Same conditions but specifically for companies with a market cap between 10B and 200B (largecaps).

Direct link to this filter with historical date set to friday january 13, 2023

Direct link to the filter (same filters without historical date set, the list is updated automatically after each trading day.)

This screen gives us 65 results. A brief discussion of the most important ones.

Adobe (ADBE) made its lowest double bottom at the $280 price level and has since recovered to around $340. The long-term trend is still negative but since mid-October the price has been moving between a remarkably narrow trading range and buying volumes are higher than selling volumes.
ADBE weekly chart
Align Technology (ALGN) shows a pronounced bullish divergence signal between the period April to early October 2022. The current price bottom corresponds to a multiple bottom that was also visible in 2018, 2019 and 2020. It looks like the price is about to test the descending ChartMill Trend Indicator for the first time since early 2022. Buy volumes have increased somewhat.
ALGN weekly chart
An inverted head-and-shoulders pattern is visible for Applied Materials (AMAT), neckline at $115.
AMAT weekly chart
Bilibili (BILI) a lesser known stock but one where buying volume has increased remarkably. The long-term trend has turned positive again since several weeks. Technically interesting above the $30 level after the stock closed this week with an inside day candle.
BILI weekly chart
A bullish RSI divergence signal and the formation of an inverted head-and-shoulders pattern for Caesars Entertainment (CZR). Long-term trend neutral, price wise this becomes interesting at a close above $55.
CZR weekly chart
Docusign (DOCU) With a current price bottom at $40 and a price that was still quoted at $310 in September 2021, one can undoubtedly speak of a very sharp decline. The price is now quoting back at the bottom prices we saw in 2018 and 2019. The RSI indicator is rising and more and more buyers apparently find the current prices worth picking up the stock again. Purely technical buyers may be waiting for the formation of a first higher bottom.
DOCU weekly chart
Also an inverted head-shoulder pattern for Ebay (EBAY) but without strong volume for now. Long-term trend neutral.
EBAY weekly chart
Intel (INTC) shows a double bottom, the price is currently in a sideways price range while the long-term trend remains very negative. However, a strong recovery over the past three weeks has brought the price to the upper side of the trading range. Selling volumes are still high.
INTC weekly chart
Clear signs of bottoming in Paypal (PYPL) which moved nearly 4% higher last week. First technical target is now $100 which would put the trend in neutral territory.


PYPL weekly chart


Zillow Group (Z) rose as much as 21% on a weekly basis confirming the bottom at $30. Buying volumes have clearly outpaced selling volumes since early October.
Z weekly chart

Summary

The aggressive price drop in technology stocks seems to have tempered somewhat. Quite a few stocks are showing the first signs of bottoming as the price has arrived at levels that already require us to look back to 2018/2019. The numerous bullish RSI divergence signals also point in this direction.

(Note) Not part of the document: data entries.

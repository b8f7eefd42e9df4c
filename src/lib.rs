//! Headless administration console for a MiloMCP backend.
//!
//! Two layers: an API client that normalizes the backend's REST and
//! JSON-RPC 2.0 calling conventions (plus its WebSocket and SSE streaming
//! channels) into one error model, and a session controller that owns the
//! bearer token lifecycle and infers the caller's role by probing.

pub mod api_clients;
pub mod auth;
pub mod cli;
pub mod config;
pub mod constants;
pub mod error;
pub mod utils;

pub use api_clients::{ConnectionTest, LogQuery, McpClient, SseConnection, StreamEvent, WsConnection};
pub use auth::{Role, Session, SessionController, TokenManager};
pub use config::ConsoleConfig;
pub use error::{AppError, AppResult};
use log::debug;
use std::env;

/// Read an environment variable with fallback to a default value
pub fn read_env(key: &str, default: &str) -> String {
    let value = env::var(key).unwrap_or_else(|_| default.to_string());
    debug!("Environment variable {} resolved to: {}", key, value);
    value
}

/// Read an environment variable with unsigned numeric conversion
///
/// Falls back to the default when the variable is unset or not a number.
pub fn read_env_u64(key: &str, default: u64) -> u64 {
    let value = read_env(key, &default.to_string());
    value.parse::<u64>().unwrap_or(default)
}
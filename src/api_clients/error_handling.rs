use log::debug;
use serde_json::Value;

use crate::error::AppError;

/// Map a non-2xx backend response to an AppError.
///
/// The taxonomy is uniform across the REST and JSON-RPC dialects:
/// 401 is an authentication failure, 403 a permission failure, 5xx a
/// server failure, anything else a validation failure. The message keeps
/// the caller-supplied context plus the best detail the response offers,
/// so failures stay diagnosable without a network inspector.
pub fn map_rest_error(status_code: u16, response_text: &str, context: &str) -> AppError {
    debug!(
        "Mapping backend error: status={}, context={}",
        status_code, context
    );

    let detail = best_error_detail(status_code, response_text);
    let message = format!("{}: {}", context, detail);

    match status_code {
        401 => AppError::AuthError(message),
        403 => AppError::AccessDenied(message),
        500..=599 => AppError::ServerError(message),
        _ => AppError::ValidationError(message),
    }
}

/// Map a transport-level failure (no response at all) to a network error.
pub fn map_transport_error(err: &reqwest::Error, context: &str) -> AppError {
    if err.is_timeout() {
        AppError::NetworkError(format!("{}: request timed out", context))
    } else {
        AppError::NetworkError(format!("{}: no response from server ({})", context, err))
    }
}

/// Pull the most specific error message out of a response body.
///
/// Preference order mirrors the backend's error shapes: a JSON-RPC style
/// `error.message`, a bare string `error`, a top-level `message`, then the
/// HTTP status text.
fn best_error_detail(status_code: u16, response_text: &str) -> String {
    if let Ok(json) = serde_json::from_str::<Value>(response_text) {
        let message = json["error"]["message"]
            .as_str()
            .or_else(|| json["error"].as_str())
            .or_else(|| json["message"].as_str());
        if let Some(message) = message {
            return message.to_string();
        }
    }

    reqwest::StatusCode::from_u16(status_code)
        .ok()
        .and_then(|s| s.canonical_reason())
        .map(|reason| format!("HTTP {} {}", status_code, reason))
        .unwrap_or_else(|| format!("HTTP {}", status_code))
}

Furthermore, we note inverse head-and-shoulders patterns in several stocks and (slightly) increased buying volume in a number of stocks.

Being cautious remains the message for now, but for those who trade with a long-term perspective, diversify sufficiently and buy stocks in portions, there are undoubtedly opportunities at current levels to put some cash to work again.

For the stocks you like to keep an eye on, it is best to make a separate list so that you can easily consult and follow up on them. Tip: use alarms that warn you as soon as a stock reaches a certain price level. But many other alarms are also possible. Remember, good preparation is half the battle!